Battery driven electric vehicles are usually heavier, most efficient in stop-start applications and take a long time to recharge.

Agricultural vehicles usually run at near-constant speeds for lengthy periods, making them good candidates for fuel cell applications.

Besides safety — remember the hydrogen-filled Hindenburg airship that exploded in flames in New York in 1937 — barriers to the use of hydrogen as a fuel involve its distribution and widespread and convenient availability.

Just add water

New Holland’s Energy Independent Farm concept produces compressed hydrogen from water using electrolysis, or from methane generated by waste or biomass, or powered by wind farms and solar panels.

“Farmers are in a unique position to benefit from hydrogen technology,” New Holland Head of Global Product Marketing, Tractors & Telehandlers Pierre Lahutte says.

“Unlike many people, they have the space to install alternative electricity generation systems, such as solar, wind, biomass or waste, and then store that power as hydrogen.
“Apart from the environmental benefits, such a system would allow customers to become energy independent and improve their financial stability,” Lahutte says.
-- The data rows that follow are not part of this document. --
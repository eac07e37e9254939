use chrono::NaiveDate;
use serde::{Deserialize, Serialize};
use uuid::Uuid;

/// A spending limit over an inclusive date range. Spent/remaining figures
/// are always recomputed from transactions, never stored here.
#[derive(Debug, Clone, Serialize, Deserialize)]
pub struct Budget {
    pub id: Uuid,
    pub user_id: Uuid,
    pub business_id: Option<Uuid>,
    pub name: String,
    pub currency: String,
    /// Positive spending limit for the period.
    pub amount: f64,
    pub period_start: NaiveDate,
    pub period_end: NaiveDate,
}

impl Budget {
    pub fn new(
        user_id: Uuid,
        name: impl Into<String>,
        amount: f64,
        period_start: NaiveDate,
        period_end: NaiveDate,
    ) -> Self {
        Self {
            id: Uuid::new_v4(),
            user_id,
            business_id: None,
            name: name.into(),
            currency: "USD".into(),
            amount,
            period_start,
            period_end,
        }
    }

    /// Whether `date` falls inside the budget period (inclusive bounds).
    pub fn covers(&self, date: NaiveDate) -> bool {
        date >= self.period_start && date <= self.period_end
    }
}
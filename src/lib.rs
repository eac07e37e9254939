#![doc(test(attr(deny(warnings))))]

//! Insights Core turns raw ledger data (accounts, transactions, budgets,
//! savings goals, projects) into derived financial metrics: overviews,
//! savings plans, seasonality and anomaly detection, health scores, budget
//! consumption, and revenue/expense forecasts.

pub mod config;
pub mod errors;
pub mod insights;
pub mod ledger;
pub mod utils;

use std::sync::Once;

static INIT_TRACING: Once = Once::new();

/// Initializes global tracing and emits a startup info log.
pub fn init() {
    INIT_TRACING.call_once(|| {
        utils::init_tracing();
        tracing::info!("Insights Core tracing initialized.");
    });
}
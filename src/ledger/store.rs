use chrono::NaiveDate;
use uuid::Uuid;

use crate::errors::InsightResult;

use super::{Account, Budget, Direction, GoalStatus, Project, SavingsGoal, Transaction};

/// Which side of the personal/business partition a query targets.
#[derive(Debug, Clone, Copy, PartialEq, Eq)]
pub enum Scope {
    Personal,
    Business(Uuid),
}

impl Scope {
    /// Whether an entity tagged with `business_id` belongs to this scope.
    pub fn matches(&self, business_id: Option<Uuid>) -> bool {
        match self {
            Scope::Personal => business_id.is_none(),
            Scope::Business(id) => business_id == Some(*id),
        }
    }
}

/// Inclusive date bounds for transaction queries; open ends select
/// everything on that side.
#[derive(Debug, Clone, Copy, Default, PartialEq, Eq)]
pub struct DateRange {
    pub start: Option<NaiveDate>,
    pub end: Option<NaiveDate>,
}

impl DateRange {
    pub fn from(start: NaiveDate) -> Self {
        Self {
            start: Some(start),
            end: None,
        }
    }

    pub fn between(start: NaiveDate, end: NaiveDate) -> Self {
        Self {
            start: Some(start),
            end: Some(end),
        }
    }

    pub fn contains(&self, date: NaiveDate) -> bool {
        if let Some(start) = self.start {
            if date < start {
                return false;
            }
        }
        if let Some(end) = self.end {
            if date > end {
                return false;
            }
        }
        true
    }
}

/// Read surface of the external ledger store. Implementations are passed
/// to each insight operation explicitly; there is no shared global client.
pub trait LedgerStore: Send + Sync {
    fn find_transactions(
        &self,
        user_id: Uuid,
        scope: Scope,
        range: Option<DateRange>,
        direction: Option<Direction>,
    ) -> InsightResult<Vec<Transaction>>;

    fn find_accounts(
        &self,
        user_id: Uuid,
        scope: Scope,
        active_only: bool,
    ) -> InsightResult<Vec<Account>>;

    /// `active_on` filters to budgets whose period contains the given date.
    fn find_budgets(
        &self,
        user_id: Uuid,
        scope: Scope,
        active_on: Option<NaiveDate>,
    ) -> InsightResult<Vec<Budget>>;

    fn find_savings_goals(
        &self,
        user_id: Uuid,
        statuses: &[GoalStatus],
    ) -> InsightResult<Vec<SavingsGoal>>;

    fn find_projects(&self, business_id: Uuid) -> InsightResult<Vec<Project>>;
}
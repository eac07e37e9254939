//! Financial health scoring: a bounded 0–100 score with a letter grade,
//! built from the seasonality series and category/source aggregates.

use std::fmt;

use chrono::{DateTime, NaiveDate, Utc};
use serde::{Deserialize, Serialize};
use uuid::Uuid;

use crate::config::InsightConfig;
use crate::errors::InsightResult;
use crate::ledger::{DateRange, Direction, LedgerStore, Scope};

use super::aggregate::{bucket_by, with_shares, BucketShare};
use super::month::MonthKey;
use super::overview::UNCATEGORIZED;
use super::resolve_currency;
use super::seasonality::SeasonalityService;

const RED_MONTH_PENALTY: f64 = 3.0;
const RED_MONTH_CAP: f64 = 40.0;
const VOLATILITY_FACTOR: f64 = 5.0;
const VOLATILITY_CAP: f64 = 30.0;
const SAVINGS_RATE_SWING: f64 = 30.0;

#[derive(Debug, Clone, Copy, Serialize, Deserialize, PartialEq, Eq)]
pub enum Grade {
    A,
    B,
    C,
    D,
    E,
}

impl Grade {
    /// Inclusive lower bounds: 85 → A, 70 → B, 55 → C, 40 → D, else E.
    pub fn for_score(score: f64) -> Self {
        if score >= 85.0 {
            Grade::A
        } else if score >= 70.0 {
            Grade::B
        } else if score >= 55.0 {
            Grade::C
        } else if score >= 40.0 {
            Grade::D
        } else {
            Grade::E
        }
    }
}

impl fmt::Display for Grade {
    fn fmt(&self, f: &mut fmt::Formatter<'_>) -> fmt::Result {
        let label = match self {
            Grade::A => "A",
            Grade::B => "B",
            Grade::C => "C",
            Grade::D => "D",
            Grade::E => "E",
        };
        f.write_str(label)
    }
}

#[derive(Debug, Clone, Serialize, Deserialize)]
pub struct HealthReport {
    pub generated_at: DateTime<Utc>,
    pub currency: String,
    pub months: u32,
    pub score: f64,
    pub grade: Grade,
    pub months_in_red: usize,
    pub savings_rate: f64,
    /// Mean absolute z-score across the window.
    pub volatility: f64,
    pub notes: Vec<String>,
    pub spending_by_category: Vec<BucketShare>,
    pub income_by_source: Vec<BucketShare>,
    pub top_category: Option<String>,
    pub top_source: Option<String>,
}

pub struct HealthService;

impl HealthService {
    /// Scores the user's recent financial health over `months` (default 12)
    /// trailing calendar months. Pure scoring; nothing is persisted.
    pub fn score(
        store: &impl LedgerStore,
        config: &InsightConfig,
        user_id: Uuid,
        today: NaiveDate,
        months: Option<u32>,
    ) -> InsightResult<HealthReport> {
        let seasonality = SeasonalityService::detect(store, config, user_id, today, months)?;
        let months = seasonality.months;

        let months_in_red = seasonality
            .points
            .iter()
            .filter(|point| point.net < 0.0)
            .count();
        let total_income: f64 = seasonality.points.iter().map(|p| p.income).sum();
        let total_net: f64 = seasonality.points.iter().map(|p| p.net).sum();
        let savings_rate = if total_income > 0.0 {
            total_net / total_income
        } else {
            0.0
        };
        let volatility = seasonality
            .points
            .iter()
            .map(|point| point.z_score.abs())
            .sum::<f64>()
            / seasonality.points.len() as f64;

        let raw = 100.0
            - (months_in_red as f64 * RED_MONTH_PENALTY).min(RED_MONTH_CAP)
            - (volatility * VOLATILITY_FACTOR).min(VOLATILITY_CAP)
            + (savings_rate * 100.0).clamp(-SAVINGS_RATE_SWING, SAVINGS_RATE_SWING);
        let score = raw.clamp(0.0, 100.0);
        let grade = Grade::for_score(score);

        let mut notes = Vec::new();
        if months_in_red > 0 {
            notes.push(format!(
                "{} of the last {} months ended with negative net cash flow.",
                months_in_red, months
            ));
        }
        if savings_rate > 0.2 {
            notes.push(format!(
                "Healthy savings rate: {:.0}% of income is being kept.",
                savings_rate * 100.0
            ));
        } else if savings_rate < 0.0 {
            notes.push("Spending exceeded income over the analysis window.".to_string());
        }
        notes.push(format!("Month-to-month volatility index: {:.2}.", volatility));

        let earliest = MonthKey::from_date(today).add(-(months as i32 - 1));
        let window_txns: Vec<_> = store
            .find_transactions(
                user_id,
                Scope::Personal,
                Some(DateRange::from(earliest.first_day())),
                None,
            )?
            .into_iter()
            .filter(|txn| {
                let slot = earliest.diff(MonthKey::from_date(txn.date));
                (0..months as i64).contains(&slot)
            })
            .collect();
        let spending: Vec<_> = window_txns
            .iter()
            .filter(|txn| txn.direction == Direction::Out)
            .cloned()
            .collect();
        let income: Vec<_> = window_txns
            .iter()
            .filter(|txn| txn.direction == Direction::In)
            .cloned()
            .collect();
        let spending_by_category = with_shares(bucket_by(&spending, |txn| {
            txn.category.clone().unwrap_or_else(|| UNCATEGORIZED.into())
        }));
        let income_by_source = with_shares(bucket_by(&income, |txn| txn.label.clone()));

        Ok(HealthReport {
            generated_at: Utc::now(),
            currency: resolve_currency(store, config, user_id, Scope::Personal)?,
            months,
            score,
            grade,
            months_in_red,
            savings_rate,
            volatility,
            notes,
            top_category: spending_by_category.first().map(|b| b.key.clone()),
            top_source: income_by_source.first().map(|b| b.key.clone()),
            spending_by_category,
            income_by_source,
        })
    }
}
Contrary to expectations, electrolysis doesn’t require large amounts of water. The hydrogen extracted from a litre of water using a hydrogen generator could drive a hydrogen fuel cell vehicle just as far as petrol-powered vehicles travel today on a litre of petrol.

This prompts the obvious question about water versus fuel: if all cars ran on hydrogen, and all hydrogen was produced from water, would we run out of water?

A simple examination suggests converting the entire current United States car fleet to run on hydrogen would require about 300 billion litres of water per year to create the needed hydrogen.

Yet about 900 billion litres of water per year is used to make the petrol those cars use now, so hydrogen-power would use just a third as much — a significant water saving. Plus the exhaust of hydrogen-powered vehicles is simply steam and condensed water droplets, not toxic gasses.

The future of farming

Various electricity production systems are already in use on many farms around the world, harnessing wind, sun and biomass. However, electricity not used immediately is sold back to the national grid, or lost. The Independent Farm Concept stores surplus power as compressed hydrogen, available for use in farm machinery or generators to power and heat buildings.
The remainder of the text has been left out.